◆ Assigned task: Collect all lines from the records below that include the word "StreamSignal".

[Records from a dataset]
======

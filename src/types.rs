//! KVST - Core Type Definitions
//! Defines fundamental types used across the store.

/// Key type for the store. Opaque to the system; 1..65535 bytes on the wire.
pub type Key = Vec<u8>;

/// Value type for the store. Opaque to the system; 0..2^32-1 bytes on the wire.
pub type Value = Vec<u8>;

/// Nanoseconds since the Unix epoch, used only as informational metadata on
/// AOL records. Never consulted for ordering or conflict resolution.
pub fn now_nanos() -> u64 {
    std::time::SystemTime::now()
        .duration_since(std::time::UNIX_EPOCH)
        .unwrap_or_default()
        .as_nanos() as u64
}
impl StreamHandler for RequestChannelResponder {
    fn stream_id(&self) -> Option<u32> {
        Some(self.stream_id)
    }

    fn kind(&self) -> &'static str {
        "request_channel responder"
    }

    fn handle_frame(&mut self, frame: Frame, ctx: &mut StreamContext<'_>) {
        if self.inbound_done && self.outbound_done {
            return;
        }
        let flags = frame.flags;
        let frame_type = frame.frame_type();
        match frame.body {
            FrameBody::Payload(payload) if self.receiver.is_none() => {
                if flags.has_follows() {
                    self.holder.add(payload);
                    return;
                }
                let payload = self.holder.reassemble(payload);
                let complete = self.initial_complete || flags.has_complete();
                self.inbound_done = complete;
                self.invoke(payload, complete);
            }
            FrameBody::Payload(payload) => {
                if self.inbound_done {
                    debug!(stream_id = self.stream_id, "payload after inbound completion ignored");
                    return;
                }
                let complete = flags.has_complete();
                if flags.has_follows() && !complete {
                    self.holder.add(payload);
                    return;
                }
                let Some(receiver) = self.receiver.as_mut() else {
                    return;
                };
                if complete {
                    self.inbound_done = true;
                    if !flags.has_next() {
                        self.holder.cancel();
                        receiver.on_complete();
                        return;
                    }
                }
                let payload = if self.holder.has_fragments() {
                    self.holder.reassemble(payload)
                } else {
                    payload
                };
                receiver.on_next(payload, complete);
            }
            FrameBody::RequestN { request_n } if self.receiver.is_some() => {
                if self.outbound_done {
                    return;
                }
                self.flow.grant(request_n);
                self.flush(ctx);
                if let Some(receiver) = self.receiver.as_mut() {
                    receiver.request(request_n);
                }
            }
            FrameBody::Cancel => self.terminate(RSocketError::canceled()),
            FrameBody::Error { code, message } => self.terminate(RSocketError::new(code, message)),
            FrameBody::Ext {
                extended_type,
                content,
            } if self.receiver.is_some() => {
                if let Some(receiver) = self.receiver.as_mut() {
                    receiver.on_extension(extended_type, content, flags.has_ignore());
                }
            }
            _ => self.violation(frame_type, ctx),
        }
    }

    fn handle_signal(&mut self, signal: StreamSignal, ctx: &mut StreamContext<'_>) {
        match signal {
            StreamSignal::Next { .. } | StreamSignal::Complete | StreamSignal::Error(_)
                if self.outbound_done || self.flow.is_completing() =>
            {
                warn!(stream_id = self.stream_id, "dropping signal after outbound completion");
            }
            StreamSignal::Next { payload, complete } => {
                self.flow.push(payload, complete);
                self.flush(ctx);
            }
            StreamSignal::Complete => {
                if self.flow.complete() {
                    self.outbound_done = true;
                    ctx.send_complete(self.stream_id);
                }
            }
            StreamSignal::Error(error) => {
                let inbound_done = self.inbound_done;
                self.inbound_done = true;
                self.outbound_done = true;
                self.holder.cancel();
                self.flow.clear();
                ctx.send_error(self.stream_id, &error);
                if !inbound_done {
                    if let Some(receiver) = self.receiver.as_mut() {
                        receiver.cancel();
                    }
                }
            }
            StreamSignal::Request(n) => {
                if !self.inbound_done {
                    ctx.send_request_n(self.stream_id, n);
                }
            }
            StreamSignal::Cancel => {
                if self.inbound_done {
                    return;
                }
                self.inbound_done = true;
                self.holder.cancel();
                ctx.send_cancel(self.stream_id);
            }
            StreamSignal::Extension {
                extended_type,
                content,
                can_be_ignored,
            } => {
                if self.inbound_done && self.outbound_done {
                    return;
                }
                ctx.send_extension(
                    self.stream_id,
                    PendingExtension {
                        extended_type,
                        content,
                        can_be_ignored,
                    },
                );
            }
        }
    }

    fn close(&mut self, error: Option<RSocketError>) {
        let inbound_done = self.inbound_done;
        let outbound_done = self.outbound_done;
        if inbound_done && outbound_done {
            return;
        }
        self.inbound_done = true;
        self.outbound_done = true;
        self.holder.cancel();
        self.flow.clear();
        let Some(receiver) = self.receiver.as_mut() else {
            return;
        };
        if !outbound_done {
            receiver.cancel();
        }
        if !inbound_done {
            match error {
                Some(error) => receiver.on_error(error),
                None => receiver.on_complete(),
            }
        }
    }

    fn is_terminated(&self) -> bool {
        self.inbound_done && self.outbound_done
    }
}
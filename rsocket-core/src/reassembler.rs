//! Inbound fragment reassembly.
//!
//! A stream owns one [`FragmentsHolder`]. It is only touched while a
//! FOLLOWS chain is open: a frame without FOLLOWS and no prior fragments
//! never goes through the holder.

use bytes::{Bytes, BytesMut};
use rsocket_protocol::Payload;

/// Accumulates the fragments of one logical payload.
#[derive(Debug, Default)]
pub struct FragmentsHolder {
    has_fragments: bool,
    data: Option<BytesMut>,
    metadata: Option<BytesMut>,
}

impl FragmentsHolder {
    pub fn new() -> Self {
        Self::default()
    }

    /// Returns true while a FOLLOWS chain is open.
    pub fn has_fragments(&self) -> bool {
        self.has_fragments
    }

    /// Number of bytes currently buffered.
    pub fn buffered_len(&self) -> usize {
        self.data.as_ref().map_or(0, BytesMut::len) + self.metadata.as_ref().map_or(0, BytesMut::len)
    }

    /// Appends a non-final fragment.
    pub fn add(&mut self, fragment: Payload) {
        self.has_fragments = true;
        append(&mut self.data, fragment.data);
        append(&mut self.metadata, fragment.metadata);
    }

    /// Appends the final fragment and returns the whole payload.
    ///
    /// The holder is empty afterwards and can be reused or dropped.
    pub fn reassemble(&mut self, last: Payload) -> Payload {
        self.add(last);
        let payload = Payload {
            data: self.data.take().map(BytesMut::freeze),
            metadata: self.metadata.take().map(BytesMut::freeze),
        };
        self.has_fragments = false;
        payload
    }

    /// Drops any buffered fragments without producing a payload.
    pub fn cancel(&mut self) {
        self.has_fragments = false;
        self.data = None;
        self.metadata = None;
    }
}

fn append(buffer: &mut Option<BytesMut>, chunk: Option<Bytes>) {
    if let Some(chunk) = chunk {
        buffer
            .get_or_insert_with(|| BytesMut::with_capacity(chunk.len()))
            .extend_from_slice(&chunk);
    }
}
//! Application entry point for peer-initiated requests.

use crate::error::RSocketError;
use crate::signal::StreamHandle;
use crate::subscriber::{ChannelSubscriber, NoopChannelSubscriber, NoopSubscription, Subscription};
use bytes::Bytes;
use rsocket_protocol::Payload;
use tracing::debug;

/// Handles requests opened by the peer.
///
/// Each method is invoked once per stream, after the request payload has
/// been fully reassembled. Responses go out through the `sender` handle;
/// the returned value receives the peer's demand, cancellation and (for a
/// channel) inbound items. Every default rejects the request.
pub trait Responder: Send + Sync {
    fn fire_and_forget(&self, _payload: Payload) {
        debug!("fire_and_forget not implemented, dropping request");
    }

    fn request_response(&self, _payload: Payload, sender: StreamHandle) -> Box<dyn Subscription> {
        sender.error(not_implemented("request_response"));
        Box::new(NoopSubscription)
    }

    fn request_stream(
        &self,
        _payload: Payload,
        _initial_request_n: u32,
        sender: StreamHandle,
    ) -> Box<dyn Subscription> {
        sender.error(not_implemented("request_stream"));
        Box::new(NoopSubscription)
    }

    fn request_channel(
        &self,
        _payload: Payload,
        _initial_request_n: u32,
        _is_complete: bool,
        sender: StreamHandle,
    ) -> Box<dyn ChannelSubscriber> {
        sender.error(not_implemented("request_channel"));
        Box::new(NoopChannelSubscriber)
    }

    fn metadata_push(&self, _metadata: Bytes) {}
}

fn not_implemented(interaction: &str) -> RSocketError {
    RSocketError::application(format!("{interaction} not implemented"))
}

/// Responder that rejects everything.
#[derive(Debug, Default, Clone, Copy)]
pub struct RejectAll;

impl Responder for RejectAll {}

======

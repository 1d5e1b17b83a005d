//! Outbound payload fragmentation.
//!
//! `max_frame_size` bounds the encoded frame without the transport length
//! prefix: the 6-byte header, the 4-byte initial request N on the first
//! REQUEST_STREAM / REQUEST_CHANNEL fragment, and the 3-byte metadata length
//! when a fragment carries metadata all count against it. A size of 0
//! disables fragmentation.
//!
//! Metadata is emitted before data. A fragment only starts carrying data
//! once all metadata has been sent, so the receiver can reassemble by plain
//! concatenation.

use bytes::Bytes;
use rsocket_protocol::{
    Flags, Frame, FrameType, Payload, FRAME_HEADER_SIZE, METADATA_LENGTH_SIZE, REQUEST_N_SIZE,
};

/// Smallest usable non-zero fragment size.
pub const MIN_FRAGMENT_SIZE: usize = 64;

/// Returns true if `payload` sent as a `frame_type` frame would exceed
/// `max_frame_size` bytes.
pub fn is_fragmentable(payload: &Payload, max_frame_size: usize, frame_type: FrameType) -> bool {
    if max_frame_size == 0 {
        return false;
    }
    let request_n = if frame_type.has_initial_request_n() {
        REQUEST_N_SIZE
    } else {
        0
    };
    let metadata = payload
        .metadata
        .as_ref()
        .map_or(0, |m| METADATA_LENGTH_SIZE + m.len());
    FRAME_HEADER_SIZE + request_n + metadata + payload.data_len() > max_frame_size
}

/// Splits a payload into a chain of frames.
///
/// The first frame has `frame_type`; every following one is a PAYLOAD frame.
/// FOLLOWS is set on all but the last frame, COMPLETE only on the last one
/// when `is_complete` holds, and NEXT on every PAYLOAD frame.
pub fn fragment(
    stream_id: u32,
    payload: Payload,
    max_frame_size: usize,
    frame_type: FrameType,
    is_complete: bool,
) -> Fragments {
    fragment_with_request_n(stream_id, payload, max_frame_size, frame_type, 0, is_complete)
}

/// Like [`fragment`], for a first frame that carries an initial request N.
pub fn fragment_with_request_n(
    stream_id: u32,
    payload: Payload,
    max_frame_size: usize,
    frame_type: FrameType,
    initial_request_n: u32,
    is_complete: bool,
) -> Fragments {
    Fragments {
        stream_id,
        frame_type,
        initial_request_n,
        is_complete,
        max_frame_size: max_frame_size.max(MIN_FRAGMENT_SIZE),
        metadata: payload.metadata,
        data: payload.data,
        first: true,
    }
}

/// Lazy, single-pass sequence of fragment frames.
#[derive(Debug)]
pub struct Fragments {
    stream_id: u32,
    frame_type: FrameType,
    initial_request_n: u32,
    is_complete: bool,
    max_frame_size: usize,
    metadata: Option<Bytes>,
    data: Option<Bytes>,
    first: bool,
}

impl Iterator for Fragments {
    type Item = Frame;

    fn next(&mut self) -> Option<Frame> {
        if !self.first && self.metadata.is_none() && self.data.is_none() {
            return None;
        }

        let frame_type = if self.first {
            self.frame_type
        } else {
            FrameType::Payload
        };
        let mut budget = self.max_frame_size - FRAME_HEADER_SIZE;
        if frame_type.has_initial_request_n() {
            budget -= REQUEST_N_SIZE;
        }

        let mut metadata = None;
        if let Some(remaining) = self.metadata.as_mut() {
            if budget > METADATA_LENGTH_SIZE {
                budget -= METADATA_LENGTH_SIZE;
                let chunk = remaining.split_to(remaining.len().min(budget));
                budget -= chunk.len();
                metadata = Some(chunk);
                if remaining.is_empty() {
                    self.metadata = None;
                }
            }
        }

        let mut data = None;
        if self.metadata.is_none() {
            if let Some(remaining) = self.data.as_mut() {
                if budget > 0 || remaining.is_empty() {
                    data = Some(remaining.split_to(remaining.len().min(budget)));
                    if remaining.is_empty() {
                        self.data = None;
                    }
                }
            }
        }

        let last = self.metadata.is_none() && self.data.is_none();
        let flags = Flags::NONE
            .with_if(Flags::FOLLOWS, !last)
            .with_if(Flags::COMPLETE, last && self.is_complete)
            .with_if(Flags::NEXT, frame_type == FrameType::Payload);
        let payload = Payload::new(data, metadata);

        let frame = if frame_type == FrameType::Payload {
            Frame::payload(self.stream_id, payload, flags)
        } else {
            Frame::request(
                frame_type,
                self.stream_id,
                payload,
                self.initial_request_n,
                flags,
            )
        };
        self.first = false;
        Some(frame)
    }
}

======

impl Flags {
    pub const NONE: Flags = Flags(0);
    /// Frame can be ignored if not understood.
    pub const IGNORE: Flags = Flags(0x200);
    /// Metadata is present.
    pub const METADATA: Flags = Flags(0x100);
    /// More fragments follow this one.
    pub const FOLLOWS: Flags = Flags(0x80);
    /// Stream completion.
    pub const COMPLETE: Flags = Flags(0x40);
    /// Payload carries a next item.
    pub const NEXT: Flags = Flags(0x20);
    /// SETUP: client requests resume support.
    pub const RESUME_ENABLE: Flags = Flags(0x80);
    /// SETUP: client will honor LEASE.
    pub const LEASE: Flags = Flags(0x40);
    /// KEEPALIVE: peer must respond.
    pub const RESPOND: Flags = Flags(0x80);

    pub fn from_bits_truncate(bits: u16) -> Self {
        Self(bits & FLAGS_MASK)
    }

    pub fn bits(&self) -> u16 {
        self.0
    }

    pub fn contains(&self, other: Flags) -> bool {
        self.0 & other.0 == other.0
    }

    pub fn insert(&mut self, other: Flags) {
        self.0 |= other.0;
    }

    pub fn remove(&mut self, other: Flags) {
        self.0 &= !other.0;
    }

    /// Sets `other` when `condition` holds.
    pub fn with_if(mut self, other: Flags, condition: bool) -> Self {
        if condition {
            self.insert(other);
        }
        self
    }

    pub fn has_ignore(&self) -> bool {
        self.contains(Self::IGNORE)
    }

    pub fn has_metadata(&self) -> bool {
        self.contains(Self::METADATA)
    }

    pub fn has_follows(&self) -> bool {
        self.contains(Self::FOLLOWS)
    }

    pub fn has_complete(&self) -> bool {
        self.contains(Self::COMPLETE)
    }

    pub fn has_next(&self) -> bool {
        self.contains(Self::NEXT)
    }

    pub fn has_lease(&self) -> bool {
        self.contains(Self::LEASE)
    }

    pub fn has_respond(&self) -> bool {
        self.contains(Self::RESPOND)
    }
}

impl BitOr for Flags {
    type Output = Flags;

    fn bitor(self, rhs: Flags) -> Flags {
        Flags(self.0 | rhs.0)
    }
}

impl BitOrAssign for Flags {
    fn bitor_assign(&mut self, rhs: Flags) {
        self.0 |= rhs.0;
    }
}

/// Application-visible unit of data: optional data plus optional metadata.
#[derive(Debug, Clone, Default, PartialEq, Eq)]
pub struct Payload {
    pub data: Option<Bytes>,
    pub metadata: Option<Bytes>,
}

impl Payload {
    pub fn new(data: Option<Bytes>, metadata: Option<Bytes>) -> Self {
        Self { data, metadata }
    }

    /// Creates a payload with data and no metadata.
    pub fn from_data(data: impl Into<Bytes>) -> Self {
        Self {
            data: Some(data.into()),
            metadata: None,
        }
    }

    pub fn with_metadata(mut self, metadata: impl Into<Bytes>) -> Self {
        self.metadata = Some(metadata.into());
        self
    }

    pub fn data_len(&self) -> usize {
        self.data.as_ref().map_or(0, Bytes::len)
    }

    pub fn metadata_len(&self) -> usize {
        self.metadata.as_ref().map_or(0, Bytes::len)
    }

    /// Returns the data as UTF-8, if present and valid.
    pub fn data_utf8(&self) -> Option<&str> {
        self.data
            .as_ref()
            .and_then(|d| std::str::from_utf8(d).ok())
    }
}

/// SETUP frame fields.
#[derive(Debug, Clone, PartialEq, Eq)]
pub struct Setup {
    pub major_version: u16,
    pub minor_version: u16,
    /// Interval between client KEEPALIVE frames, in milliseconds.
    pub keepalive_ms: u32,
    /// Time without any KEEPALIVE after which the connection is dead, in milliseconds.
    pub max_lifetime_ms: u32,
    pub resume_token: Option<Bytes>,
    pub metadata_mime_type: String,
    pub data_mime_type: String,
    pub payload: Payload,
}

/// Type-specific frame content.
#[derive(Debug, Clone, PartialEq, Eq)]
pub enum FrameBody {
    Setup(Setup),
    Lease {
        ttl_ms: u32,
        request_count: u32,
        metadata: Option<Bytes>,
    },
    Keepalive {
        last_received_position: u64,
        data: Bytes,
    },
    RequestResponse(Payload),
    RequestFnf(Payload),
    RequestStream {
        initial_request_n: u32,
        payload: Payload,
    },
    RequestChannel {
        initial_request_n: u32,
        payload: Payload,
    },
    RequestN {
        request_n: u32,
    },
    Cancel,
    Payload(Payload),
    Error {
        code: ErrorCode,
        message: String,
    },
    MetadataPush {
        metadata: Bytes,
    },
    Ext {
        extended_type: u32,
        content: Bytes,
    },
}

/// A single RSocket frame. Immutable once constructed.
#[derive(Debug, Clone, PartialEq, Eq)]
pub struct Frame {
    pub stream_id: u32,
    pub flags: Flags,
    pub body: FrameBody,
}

======

◆ Completed exercise:
    fn handle_signal(&mut self, signal: StreamSignal, ctx: &mut StreamContext<'_>) {
            StreamSignal::Next { .. } | StreamSignal::Complete | StreamSignal::Error(_)
            StreamSignal::Next { payload, complete } => {
            StreamSignal::Complete => {
            StreamSignal::Error(error) => {
            StreamSignal::Request(n) => {
            StreamSignal::Cancel => {
            StreamSignal::Extension {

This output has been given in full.